Large language model (LLM) agents increasingly rely on long-term memory to support complex task execution, user personalization, and domain adaptation. Meanwhile, emerging access-control mechanisms for LLM agents are being explored to block policy-violating requests and prevent misuse. We reveal a novel attack surface arising from agent memory operations: prohibited content that would trigger access control can be fragmented across interactions, stored in long-term memory in benign-appearing form, and later reconstructed through memory retrieval without appearing explicitly in the final user query. We propose FragFuse, the first attack that enables unprivileged users to bypass agent access control by exploiting this temporal channel introduced by long-term memory. FragFuse operates in three stages: (1) identifying rejection-responsive fragments via black-box adaptive querying with fragment masking; (2) injecting these fragments into memory using marker carrier queries; and (3) retrieving and fusing the stored fragments through a follow-up attack query. Although FragFuse can be instantiated manually for individual agents, we further develop a surrogate-based optimization scheme that tunes fusion instructions and marker designs, enabling automated attack generation without violating the attacker's threat-model assumptions. We evaluate FragFuse across four representative agent settings and task domains, covering three state-of-the-art agent access-control mechanisms. FragFuse achieves an average bypass success rate of 86.3% and an average end-to-end harmful task success rate of 41.1% across all settings, with only 4.4% average task-success degradation compared with configurations without access control. We also show that alternative defenses, including state-of-the-art prompt-injection detectors and perplexity detectors, do not effectively address this attack.

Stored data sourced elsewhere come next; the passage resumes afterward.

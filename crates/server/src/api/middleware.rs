//! Metrics middleware for API routes.

use axum::{
    body::Body, extract::MatchedPath, http::Request, middleware::Next, response::Response,
};
use std::time::Instant;

use crate::metrics::{
    normalize_path, HTTP_REQUESTS_IN_FLIGHT, HTTP_REQUESTS_TOTAL, HTTP_REQUEST_DURATION,
};

/// Metrics middleware that tracks HTTP request duration and counts.
///
/// This middleware records:
/// - Request duration (histogram)
/// - Request count (counter)
/// - Requests in flight (gauge)
pub async fn metrics_middleware(request: Request<Body>, next: Next) -> Response {
    let start = Instant::now();
    let method = request.method().to_string();
    let path = label_path(&request);

    HTTP_REQUESTS_IN_FLIGHT.inc();

    let response = next.run(request).await;

    HTTP_REQUESTS_IN_FLIGHT.dec();

    let duration = start.elapsed().as_secs_f64();
    let status = response.status().as_u16().to_string();

    HTTP_REQUEST_DURATION
        .with_label_values(&[&method, &path, &status])
        .observe(duration);
    HTTP_REQUESTS_TOTAL
        .with_label_values(&[&method, &path, &status])
        .inc();

    response
}

/// Route template for routed requests, normalized raw path otherwise.
fn label_path(request: &Request<Body>) -> String {
    match request.extensions().get::<MatchedPath>() {
        Some(matched) => matched.as_str().to_string(),
        None => normalize_path(request.uri().path()),
    }
}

翻译：大型语言模型（LLM）智能体日益依赖长期记忆来支持复杂任务执行、用户个性化与领域自适应。与此同时，针对LLM智能体的新兴访问控制机制正在被探索，以阻断违反策略的请求并防止滥用。我们揭示了一种由智能体记忆操作引发的新型攻击面：本会触发访问控制的违禁内容可被跨交互碎片化，以看似良性的形式存储于长期记忆中，随后通过记忆检索重构，而无需在最终用户查询中显式出现。我们提出FragFuse——首个利用长期记忆引入的时域通道，使未授权用户得以绕过智能体访问控制的攻击方法。FragFuse包含三个阶段：（1）通过基于片段掩蔽的黑盒自适应查询识别可触发拒绝响应的文本片段；（2）使用标记载体查询将这些片段注入记忆；（3）通过后续攻击查询检索并融合存储的片段。尽管FragFuse可针对单一智能体进行手动实例化，我们进一步开发了一种基于替代模型的优化方案，可调整融合指令与标记设计，在无需违反攻击者威胁模型假设的条件下实现自动化攻击生成。我们在四个代表性智能体设置与任务领域上评估了FragFuse，涵盖三种最先进的智能体访问控制机制。在所有设置下，FragFuse的平均绕过成功率达到86.3%，平均端到端有害任务成功率为41.1%，相较于无访问控制配置仅产生4.4%的平均任务成功降解率。我们还表明，包括最先进的提示注入检测器与困惑度检测器在内的替代防御方案无法有效应对此攻击。